▼▼▼

//! Shared Kernel
//!
//! Vocabulary shared by every crate in the workspace:
//! - Unified error type and result alias
//! - Typed identifiers
//! - Conversions from common library errors
//!
//! Only things with the same meaning in every domain belong here.

pub mod error {
    pub mod app_error;
    pub mod conversions;
    pub mod kind;
}
pub mod id;
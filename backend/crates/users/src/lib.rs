//! Users (Accounts) Backend Module
//!
//! Clean Architecture structure:
//! - `domain/` - User entity, value objects, repository trait
//! - `application/` - Use cases, forms, token services, account emails
//! - `infra/` - PostgreSQL and in-memory repositories
//! - `presentation/` - HTTP handlers, DTOs, bearer middleware, router
//!
//! ## Features
//! - Email-identified custom user with first, last and middle name
//! - Registration with emailed activation link
//! - JWT login (access + refresh); unverified accounts get a fresh
//!   activation email instead of tokens
//! - Token refresh / verify, profile editing, password change and reset
//!
//! ## Security Model
//! - Passwords hashed with Argon2id
//! - HS256 JWTs, never issued to inactive accounts
//! - Activation and reset links signed with HMAC-SHA256 over the user's
//!   password hash, last login and email, so they expire on use

pub mod application;
pub mod domain;
pub mod error;
pub mod infra;
pub mod presentation;


// Re-exports for convenience
pub use application::config::UsersConfig;
pub use application::emails::{AccountMailer, BUILTIN_TEMPLATES};
pub use error::{UsersError, UsersResult};
pub use infra::{InMemoryUserRepository, PgUserRepository};
pub use presentation::handlers::UsersAppState;
pub use presentation::router::users_router;

// Re-export kernel error types for unified error handling
pub use kernel::error::{
    app_error::{AppError, AppResult},
    kind::ErrorKind,
};

pub mod models {
    pub use crate::domain::entity::*;
    pub use crate::domain::value_object::*;
    pub use crate::presentation::dto::*;
}
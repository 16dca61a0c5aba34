//! API Server Entry Point
//!
//! Application entry point and server initialization.
//! Uses `anyhow` for startup errors, but application-level
//! errors should use `kernel::error::AppError`.

use std::env;
use std::net::SocketAddr;
use std::path::PathBuf;
use std::sync::Arc;

use anyhow::Context;
use api::settings::Settings;
use api::{account_mailer, build_app, cors_layer, email_backend};
use sqlx::postgres::PgPoolOptions;
use tokio::net::TcpListener;
use tracing_subscriber::{layer::SubscriberExt, util::SubscriberInitExt};
use users::{InMemoryUserRepository, PgUserRepository, UsersAppState};

#[tokio::main]
async fn main() -> anyhow::Result<()> {
    // Load .env file
    dotenvy::dotenv().ok();

    // Initialize tracing
    tracing_subscriber::registry()
        .with(
            tracing_subscriber::EnvFilter::try_from_default_env()
                .unwrap_or_else(|_| "api=info,users=info,platform=info,tower_http=info".into()),
        )
        .with(tracing_subscriber::fmt::layer())
        .init();

    let base_dir = match env::var("BASE_DIR") {
        Ok(dir) => PathBuf::from(dir),
        Err(_) => env::current_dir()?,
    };

    let settings = Settings::load(&base_dir).context("Failed to load settings")?;
    let users_config = Arc::new(settings.auth.users_config()?);

    let mailer = account_mailer(
        &settings,
        &base_dir,
        email_backend(&settings)?,
        users_config.clone(),
    );
    let cors = cors_layer(&settings.cors);

    let app = match settings.database_url() {
        Some(database_url) => {
            let pool = PgPoolOptions::new()
                .max_connections(settings.database.max_connections)
                .connect(&database_url)
                .await
                .context("Failed to connect to database")?;

            tracing::info!("Connected to database");

            // Run migrations
            sqlx::migrate!("../../../database/migrations")
                .run(&pool)
                .await?;

            tracing::info!("Migrations completed");

            let state = UsersAppState::new(PgUserRepository::new(pool), mailer, users_config);
            build_app(state, cors)
        }
        None => {
            tracing::warn!("No database configured, users are kept in memory and lost on exit");

            let state = UsersAppState::new(InMemoryUserRepository::new(), mailer, users_config);
            build_app(state, cors)
        }
    };

    // Start server
    let host: std::net::IpAddr = settings
        .server
        .host
        .parse()
        .context("server.host must be an IP address")?;
    let addr = SocketAddr::new(host, settings.server.port);
    tracing::info!("Listening on {}", addr);

    let listener = TcpListener::bind(addr).await?;
    axum::serve(
        listener,
        app.into_make_service_with_connect_info::<SocketAddr>(),
    )
    .with_graceful_shutdown(shutdown_signal())
    .await?;

    Ok(())
}

async fn shutdown_signal() {
    if let Err(e) = tokio::signal::ctrl_c().await {
        tracing::warn!(error = %e, "Failed to listen for shutdown signal");
    }
    tracing::info!("Shutting down");
}
//! Application Configuration
//!
//! Configuration for the Users application layer.

use std::time::Duration;

use platform::site::SitePolicy;

/// Users application configuration
#[derive(Debug, Clone)]
pub struct UsersConfig {
    /// Secret for JWT signing and account-token HMACs
    pub secret_key: Vec<u8>,
    /// Access token lifetime (5 minutes)
    pub access_token_lifetime: Duration,
    /// Refresh token lifetime (1 day)
    pub refresh_token_lifetime: Duration,
    /// Validity of activation / password-reset links (3 days)
    pub account_token_timeout: Duration,
    /// Register accounts inactive and email an activation link
    pub send_activation_email: bool,
    /// Email a confirmation once an account is active
    pub send_confirmation_email: bool,
    /// Email a notice after a password change or reset
    pub password_changed_email_confirmation: bool,
    /// Stamp `last_login` when a token pair is issued
    pub update_last_login: bool,
    /// Frontend path of the activation page, with `{uid}` and `{token}` placeholders
    pub activation_url: String,
    /// Frontend path of the password reset page, with `{uid}` and `{token}` placeholders
    pub password_reset_confirm_url: String,
    /// Site name shown in emails (defaults to the request domain)
    pub site_name: Option<String>,
    /// Hosts accepted from request headers for links in emails
    pub allowed_hosts: Vec<String>,
    /// Read the site from `X-Forwarded-*` headers (behind a trusted proxy)
    pub trust_forwarded_headers: bool,
    /// Domain used in links when the request names no allowed host
    pub default_domain: String,
    /// Scheme used in links unless a proxy header says otherwise
    pub default_protocol: String,
    /// Password pepper (optional, application-wide secret)
    pub password_pepper: Option<Vec<u8>>,
}

impl Default for UsersConfig {
    fn default() -> Self {
        Self {
            secret_key: vec![0u8; 32],
            access_token_lifetime: Duration::from_secs(5 * 60), // 5 minutes
            refresh_token_lifetime: Duration::from_secs(24 * 3600), // 1 day
            account_token_timeout: Duration::from_secs(3 * 24 * 3600), // 3 days
            send_activation_email: true,
            send_confirmation_email: false,
            password_changed_email_confirmation: false,
            update_last_login: false,
            activation_url: "#/activate/{uid}/{token}".to_string(),
            password_reset_confirm_url: "#/password/reset/confirm/{uid}/{token}".to_string(),
            site_name: None,
            allowed_hosts: vec![
                "localhost".to_string(),
                "127.0.0.1".to_string(),
                "[::1]".to_string(),
            ],
            trust_forwarded_headers: false,
            default_domain: "localhost:8000".to_string(),
            default_protocol: "http".to_string(),
            password_pepper: None,
        }
    }
}

impl UsersConfig {
    /// Create config with a random secret key
    pub fn with_random_secret() -> Self {
        Self {
            secret_key: platform::crypto::random_bytes(32),
            ..Default::default()
        }
    }

    /// Create config for development
    pub fn development() -> Self {
        Self::with_random_secret()
    }

    /// Get password pepper as slice
    pub fn pepper(&self) -> Option<&[u8]> {
        self.password_pepper.as_deref()
    }

    /// Host policy for links in outgoing email
    pub fn site_policy(&self) -> SitePolicy<'_> {
        SitePolicy {
            allowed_hosts: &self.allowed_hosts,
            trust_forwarded_headers: self.trust_forwarded_headers,
            default_domain: &self.default_domain,
            default_protocol: &self.default_protocol,
        }
    }

    /// Fill `{uid}` and `{token}` in a link template
    pub fn format_link(template: &str, uid: &str, token: &str) -> String {
        template.replace("{uid}", uid).replace("{token}", token)
    }
}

▲▲▲

### [Problem details]
Lines of the material may hold the string "platform". Copy each one that does.

### [Exercise response]
                .unwrap_or_else(|_| "api=info,users=info,platform=info,tower_http=info".into()),
use platform::site::SitePolicy;
            secret_key: platform::crypto::random_bytes(32),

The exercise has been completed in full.